CATALINA: When I started to study this species, there were different hypotheses out there about these. And one of them was, for example, it became too large to be sustainable, and to be able to live and it became extinct. So a friend of mine, when I was a grad student, Meghan Balk and I, we did a study in which we analyzed whether or not the species was increasing in size. And we found that actually, there's no increase in size through time. So sometimes it was bigger, smaller, bigger, smaller, it was static at the end of the day. So body size didn't change.

ERIC: So it didn't simply evolve to be too big to survive - what other ideas were out there?

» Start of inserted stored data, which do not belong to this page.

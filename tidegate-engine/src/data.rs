//! World input records and their per-record validation.
use serde::{Deserialize, Serialize};
use std::collections::BTreeSet;

use crate::entity::{Blueprint, Category, Entity, EntityId, Ingredient, IngredientList, Recipe};
use crate::error::{InputError, RandomizerError};
use crate::progression::ProgressionGraph;
use crate::shuffler::LocationItem;
use crate::spawn::Biome;

/// One entity as it appears in the world document.
#[derive(Debug, Clone, PartialEq, Eq, Serialize, Deserialize)]
pub struct EntityRecord {
    pub id: EntityId,
    pub category: Category,
    /// Vanilla recipe; empty when the entity is not crafted.
    #[serde(default)]
    pub ingredients: Vec<Ingredient>,
    #[serde(default = "EntityRecord::default_one")]
    pub craft_amount: u32,
    #[serde(default)]
    pub blueprint: Option<Blueprint>,
    #[serde(default)]
    pub prerequisites: Vec<EntityId>,
    #[serde(default)]
    pub value: u32,
    #[serde(default)]
    pub max_uses: u32,
    #[serde(default)]
    pub base_depth: i32,
    #[serde(default = "EntityRecord::default_one")]
    pub inventory_size: u32,
    #[serde(default = "EntityRecord::default_one")]
    pub spawn_variants: u32,
}

impl EntityRecord {
    const fn default_one() -> u32 {
        1
    }

    /// Check the record in isolation.
    ///
    /// # Errors
    ///
    /// Returns the first `InputError` found in the record.
    pub fn validate(&self, index: usize) -> Result<(), InputError> {
        if self.id.is_empty() {
            return Err(InputError::EmptyId { index });
        }
        let mut seen = BTreeSet::new();
        for line in &self.ingredients {
            if line.id == self.id {
                return Err(InputError::SelfReference {
                    id: self.id.clone(),
                });
            }
            if line.amount == 0 {
                return Err(InputError::ZeroAmount {
                    id: self.id.clone(),
                    ingredient: line.id.clone(),
                });
            }
            if !seen.insert(&line.id) {
                return Err(InputError::DuplicateIngredient {
                    id: self.id.clone(),
                    ingredient: line.id.clone(),
                });
            }
        }
        Ok(())
    }

    /// Ids this record depends on; all of them must exist in the world.
    pub fn references(&self) -> impl Iterator<Item = &EntityId> {
        let blueprint = self.blueprint.iter().flat_map(|blueprint| {
            blueprint
                .unlock_conditions
                .iter()
                .chain(blueprint.fragments.iter())
        });
        self.ingredients
            .iter()
            .map(|line| &line.id)
            .chain(self.prerequisites.iter())
            .chain(blueprint)
    }

    #[must_use]
    pub fn into_entity(self) -> Entity {
        let recipe = (!self.ingredients.is_empty()).then(|| {
            let ingredients: IngredientList = self.ingredients.into_iter().collect();
            Recipe {
                owner: self.id.clone(),
                ingredients,
                craft_amount: self.craft_amount,
                value: self.value,
            }
        });
        let mut entity = Entity::new(self.id, self.category);
        entity.recipe = recipe;
        entity.blueprint = self.blueprint;
        entity.prerequisites = self.prerequisites;
        entity.value = self.value;
        entity.max_uses = self.max_uses;
        entity.base_depth = self.base_depth;
        entity.inventory_size = self.inventory_size.max(1);
        entity.craft_amount = self.craft_amount.max(1);
        entity.spawn_variants = self.spawn_variants.max(1);
        entity
    }
}

/// Validated inputs ready for a session.
#[derive(Debug, Clone, Default, PartialEq)]
pub struct WorldInputs {
    pub entities: Vec<Entity>,
    pub biomes: Vec<Biome>,
    pub locations: Vec<LocationItem>,
    /// Records skipped during validation.
    pub rejected: Vec<InputError>,
}

impl WorldInputs {
    /// Cross-check the inputs against `graph`.
    ///
    /// Graph ids the world does not define are logged. A gating tool the
    /// world needs but does not define is fatal: every entity it gates would
    /// stay vetoed until the iteration cap trips.
    ///
    /// # Errors
    ///
    /// Returns `RandomizerError::MissingGateTools` naming each such tool.
    pub fn check_graph(&self, graph: &ProgressionGraph) -> Result<(), RandomizerError> {
        let known: BTreeSet<&EntityId> = self.entities.iter().map(|entity| &entity.id).collect();
        let unknown: Vec<&str> = graph
            .referenced_ids()
            .into_iter()
            .filter(|id| !known.contains(id))
            .map(EntityId::as_str)
            .collect();
        if !unknown.is_empty() {
            log::warn!(
                "progression graph references {} id(s) the world does not define: {}",
                unknown.len(),
                unknown.join(", ")
            );
        }

        let needs = [
            (
                &graph.construction_tool,
                self.entities
                    .iter()
                    .any(|entity| entity.category.is_base_piece()),
            ),
            (
                &graph.laser_cutter,
                self.locations
                    .iter()
                    .any(|location| location.needs_laser_cutter),
            ),
            (
                &graph.propulsion_cannon,
                self.locations
                    .iter()
                    .any(|location| location.needs_propulsion_cannon),
            ),
        ];
        let missing: Vec<EntityId> = needs
            .into_iter()
            .filter_map(|(tool, needed)| tool.as_ref().filter(|_| needed))
            .filter(|tool| !known.contains(tool))
            .cloned()
            .collect();
        if missing.is_empty() {
            Ok(())
        } else {
            Err(RandomizerError::MissingGateTools { missing })
        }
    }
}

/// Raw world document: entities, biomes, location items, optional graph.
#[derive(Debug, Clone, PartialEq, Default, Serialize, Deserialize)]
pub struct WorldData {
    pub entities: Vec<EntityRecord>,
    #[serde(default)]
    pub biomes: Vec<Biome>,
    #[serde(default)]
    pub locations: Vec<LocationItem>,
    #[serde(default)]
    pub progression: Option<ProgressionGraph>,
}

impl WorldData {
    /// Load a world document from JSON.
    ///
    /// # Errors
    ///
    /// Returns an error if the JSON cannot be parsed into a world document.
    pub fn from_json(json: &str) -> Result<Self, serde_json::Error> {
        let mut world: Self = serde_json::from_str(json)?;
        if let Some(graph) = world.progression.as_mut() {
            graph.normalize();
        }
        Ok(world)
    }

    /// The embedded progression graph, or the built-in one when absent.
    #[must_use]
    pub fn graph(&self) -> ProgressionGraph {
        self.progression
            .clone()
            .unwrap_or_else(ProgressionGraph::vanilla)
    }

    /// Validate every record, skipping (and logging) the malformed ones.
    ///
    /// # Errors
    ///
    /// Returns `RandomizerError::NoUsableRecords` when no entity survives validation.
    pub fn into_inputs(self) -> Result<WorldInputs, RandomizerError> {
        let mut rejected = Vec::new();
        let mut seen = BTreeSet::new();
        let mut records = Vec::with_capacity(self.entities.len());
        for (index, record) in self.entities.into_iter().enumerate() {
            if let Err(err) = record.validate(index) {
                rejected.push(err);
                continue;
            }
            if !seen.insert(record.id.clone()) {
                rejected.push(InputError::DuplicateId { id: record.id });
                continue;
            }
            records.push(record);
        }

        // Dropping a record can orphan its dependents, so repeat until stable.
        loop {
            let known: BTreeSet<&EntityId> = records.iter().map(|record| &record.id).collect();
            let orphan = records.iter().position(|record| {
                record.references().any(|reference| !known.contains(reference))
            });
            let Some(index) = orphan else {
                break;
            };
            let record = records.remove(index);
            let known: BTreeSet<&EntityId> = records.iter().map(|record| &record.id).collect();
            let reference = record
                .references()
                .find(|reference| !known.contains(reference))
                .cloned()
                .unwrap_or_else(|| record.id.clone());
            rejected.push(InputError::UnknownReference {
                id: record.id,
                reference,
            });
        }

        if records.is_empty() {
            log_rejections(&rejected);
            return Err(RandomizerError::NoUsableRecords { kind: "entity" });
        }
        let known: BTreeSet<EntityId> = records.iter().map(|record| record.id.clone()).collect();

        let mut biomes = Vec::with_capacity(self.biomes.len());
        for (index, biome) in self.biomes.into_iter().enumerate() {
            if biome.name.trim().is_empty() {
                rejected.push(InputError::EmptyBiomeName { index });
                continue;
            }
            if let Some(rate) = biome.fragment_rate
                && (!rate.is_finite() || rate < 0.0)
            {
                rejected.push(InputError::InvalidRate {
                    name: biome.name,
                    rate,
                });
                continue;
            }
            biomes.push(Biome { used: 0, ..biome });
        }

        let mut locations = Vec::with_capacity(self.locations.len());
        for (index, location) in self.locations.into_iter().enumerate() {
            if !location.position.is_finite() {
                rejected.push(InputError::NonFiniteCoordinate { index });
                continue;
            }
            if !known.contains(&location.unlocks) {
                rejected.push(InputError::UnknownLocationTarget {
                    index,
                    id: location.unlocks,
                });
                continue;
            }
            locations.push(location);
        }

        log_rejections(&rejected);
        Ok(WorldInputs {
            entities: records.into_iter().map(EntityRecord::into_entity).collect(),
            biomes,
            locations,
            rejected,
        })
    }
}

fn log_rejections(rejected: &[InputError]) {
    for err in rejected {
        log::warn!("skipping record: {err}");
    }
}
mod logic;

use anyhow::{Context, Result};
use clap::{Parser, ValueEnum};
use colored::Colorize;
use std::fs::File;
use std::io::{BufWriter, Write, stdout};
use std::path::{Path, PathBuf};
use std::sync::Arc;
use std::time::Instant;
use tokio::task::JoinSet;

use logic::{SeedResult, SessionPlan, SessionTester, resolve_seed_inputs};
use tidegate_engine::{RandomizerConfig, RecipeMode, WorldData};

const BUNDLED_WORLD: &str = include_str!("../../tidegate-engine/assets/data/world.json");

#[derive(Debug, Clone, Copy, ValueEnum)]
pub enum StrategyChoice {
    /// Value-targeting recipes
    Balanced,
    /// Unweighted recipes
    Random,
    /// Sweep both strategies
    Both,
}

impl StrategyChoice {
    fn modes(self) -> Vec<RecipeMode> {
        match self {
            Self::Balanced => vec![RecipeMode::Balanced],
            Self::Random => vec![RecipeMode::Random],
            Self::Both => vec![RecipeMode::Balanced, RecipeMode::Random],
        }
    }
}

#[derive(Debug, Parser)]
#[command(name = "tidegate-tester", version = "0.1.0")]
#[command(about = "Seed sweeps and invariant checks for the Tidegate randomizer")]
struct Args {
    /// Seeds to run (comma-separated; accepts 0x hex and a..b ranges)
    #[arg(long, default_value = "1337")]
    seeds: String,

    /// Consecutive seeds run per listed seed
    #[arg(long, default_value_t = 3)]
    iterations: usize,

    /// Recipe strategy to sweep
    #[arg(long, value_enum, default_value_t = StrategyChoice::Both)]
    strategy: StrategyChoice,

    /// Output report format
    #[arg(long, default_value = "console")]
    #[arg(value_parser = ["json", "markdown", "console"])]
    report: String,

    /// Verbose output
    #[arg(short, long)]
    verbose: bool,

    /// Optional path to write the report output instead of stdout
    #[arg(long)]
    output: Option<PathBuf>,

    /// World document to randomize (defaults to the bundled sample world)
    #[arg(long)]
    world: Option<PathBuf>,

    /// Randomizer configuration JSON; missing fields take their defaults
    #[arg(long)]
    config: Option<PathBuf>,
}

#[tokio::main]
async fn main() -> Result<()> {
    env_logger::init();
    let args = Args::parse();

    announce_banner();

    let start_time = Instant::now();
    let seeds = resolve_seed_inputs(&split_csv(&args.seeds))?;
    let world = Arc::new(load_world(args.world.as_deref()).await?);
    let base = load_config(args.config.as_deref()).await?;
    base.validate()?;
    log::info!(
        "sweeping {} seeds x {} iterations over {} entities",
        seeds.len(),
        args.iterations,
        world.entities.len()
    );

    let plans: Vec<SessionPlan> = args
        .strategy
        .modes()
        .into_iter()
        .map(|mode| SessionPlan::for_strategy(&base, mode))
        .collect();
    let tester = SessionTester::new(world, args.verbose);

    let results = run_sweep(&tester, &plans, &seeds, args.iterations).await?;
    write_reports(&args, &results, start_time)?;

    if results.iter().any(|r| !r.passed) {
        std::process::exit(1);
    }

    Ok(())
}

fn announce_banner() {
    println!("{}", "🌊 Tidegate Seed Tester".bright_cyan().bold());
    println!("{}", "=======================".cyan());
}

fn split_csv(s: &str) -> Vec<String> {
    s.split(',')
        .map(|part| part.trim().to_string())
        .filter(|part| !part.is_empty())
        .collect()
}

async fn load_world(path: Option<&Path>) -> Result<WorldData> {
    let Some(path) = path else {
        return WorldData::from_json(BUNDLED_WORLD).context("bundled world is malformed");
    };
    let json = tokio::fs::read_to_string(path)
        .await
        .with_context(|| format!("failed to read {}", path.display()))?;
    WorldData::from_json(&json).with_context(|| format!("failed to parse {}", path.display()))
}

async fn load_config(path: Option<&Path>) -> Result<RandomizerConfig> {
    let Some(path) = path else {
        return Ok(RandomizerConfig::default());
    };
    let json = tokio::fs::read_to_string(path)
        .await
        .with_context(|| format!("failed to read {}", path.display()))?;
    serde_json::from_str(&json).with_context(|| format!("failed to parse {}", path.display()))
}

/// Run every plan and seed on the blocking pool, returning results in plan then seed order.
async fn run_sweep(
    tester: &SessionTester,
    plans: &[SessionPlan],
    seeds: &[u64],
    iterations: usize,
) -> Result<Vec<SeedResult>> {
    println!("{}", "🧠 Running Seed Sweeps".bright_yellow().bold());
    println!("{}", "-".repeat(30).yellow());

    let mut jobs = JoinSet::new();
    for (plan_index, plan) in plans.iter().enumerate() {
        for (seed_index, &seed) in seeds.iter().enumerate() {
            let tester = tester.clone();
            let plan = plan.clone();
            jobs.spawn_blocking(move || {
                (
                    (plan_index, seed_index),
                    tester.run_plan(&plan, seed, iterations),
                )
            });
        }
    }

    let mut finished = Vec::with_capacity(plans.len() * seeds.len());
    while let Some(joined) = jobs.join_next().await {
        let (order, result) = joined.context("seed worker panicked")?;
        let marker = if result.passed { "✅" } else { "❌" };
        println!("{marker} [{} seed {}]", result.plan_name, result.seed);
        finished.push((order, result));
    }
    finished.sort_by_key(|(order, _)| *order);
    Ok(finished.into_iter().map(|(_, result)| result).collect())
}

fn write_reports(args: &Args, results: &[SeedResult], start_time: Instant) -> Result<()> {
    let mut output_target = OutputTarget::new(args.output.clone())?;

    match args.report.as_str() {
        "json" => logic::reports::generate_json_report(&mut output_target, results)?,
        "markdown" => logic::reports::generate_markdown_report(&mut output_target, results)?,
        _ => {
            let duration = start_time.elapsed();
            logic::reports::generate_console_report(&mut output_target, results, duration)?;
            writeln!(&mut output_target)?;
            writeln!(&mut output_target, "🏁 Total time: {duration:?}")?;
        }
    }

    output_target.flush_inner()?;
    Ok(())
}

enum OutputTarget {
    Stdout(BufWriter<std::io::Stdout>),
    File(BufWriter<File>),
}

impl OutputTarget {
    fn new(path: Option<PathBuf>) -> Result<Self> {
        if let Some(path) = path {
            let file = File::create(&path)
                .with_context(|| format!("failed to create {}", path.display()))?;
            Ok(Self::File(BufWriter::new(file)))
        } else {
            Ok(Self::Stdout(BufWriter::new(stdout())))
        }
    }

    fn writer(&mut self) -> &mut dyn Write {
        match self {
            Self::Stdout(w) => w,
            Self::File(w) => w,
        }
    }

    fn flush_inner(&mut self) -> std::io::Result<()> {
        match self {
            Self::Stdout(w) => w.flush(),
            Self::File(w) => w.flush(),
        }
    }
}

impl Write for OutputTarget {
    fn write(&mut self, buf: &[u8]) -> std::io::Result<usize> {
        self.writer().write(buf)
    }

    fn flush(&mut self) -> std::io::Result<()> {
        self.flush_inner()
    }
}

#[cfg(test)]
mod tests {
    use super::*;

    #[test]
    fn split_csv_trims_and_skips_blanks() {
        assert_eq!(split_csv(" 1, ,0x2 ,3..5"), vec!["1", "0x2", "3..5"]);
    }

    #[test]
    fn strategy_choice_expands() {
        assert_eq!(StrategyChoice::Both.modes().len(), 2);
        assert_eq!(StrategyChoice::Random.modes(), vec![RecipeMode::Random]);
    }

    #[tokio::test]
    async fn bundled_world_and_default_config_load() {
        let world = load_world(None).await.unwrap();
        assert_eq!(world.entities.len(), 80);
        let config = load_config(None).await.unwrap();
        assert_eq!(config, RandomizerConfig::default());
    }

    #[tokio::test]
    async fn sweep_orders_results_by_plan_then_seed() {
        let world = Arc::new(load_world(None).await.unwrap());
        let tester = SessionTester::new(world, false);
        let base = RandomizerConfig::default();
        let plans = vec![
            SessionPlan::for_strategy(&base, RecipeMode::Balanced),
            SessionPlan::for_strategy(&base, RecipeMode::Random),
        ];
        let results = run_sweep(&tester, &plans, &[9, 4], 1).await.unwrap();
        let order: Vec<(&str, u64)> = results
            .iter()
            .map(|r| (r.plan_name.as_str(), r.seed))
            .collect();
        assert_eq!(
            order,
            vec![("balanced", 9), ("balanced", 4), ("random", 9), ("random", 4)]
        );
    }
}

CATALINA: Another hypothesis was that it lived in warm waters, and during the Pleistocene the glaciations made the water too cold for the species to live and then prey moved, and megalodon couldn't follow them. But we also show that temperature didn't really affect the distribution of this species, and a person who I collaborated with once and that I think is a really great researcher in particular on a couple of other studies in which he tested the hypothesis of the species being mesothermic. That means being able to regulate the body temperature of its most important parts, like body parts, like the brain, the stomach, the eyes. That makes sense because other species like big, large macro predatory sharks in the same order have that ability. And he used stable isotopes, and made different comparisons and long story short, multiple lines of evidence suggested that the species was mesothermic. So when you're mesothermic and you can regulate your body temperature, you can live in cold waters. And that's why the great white can also go to colder waters.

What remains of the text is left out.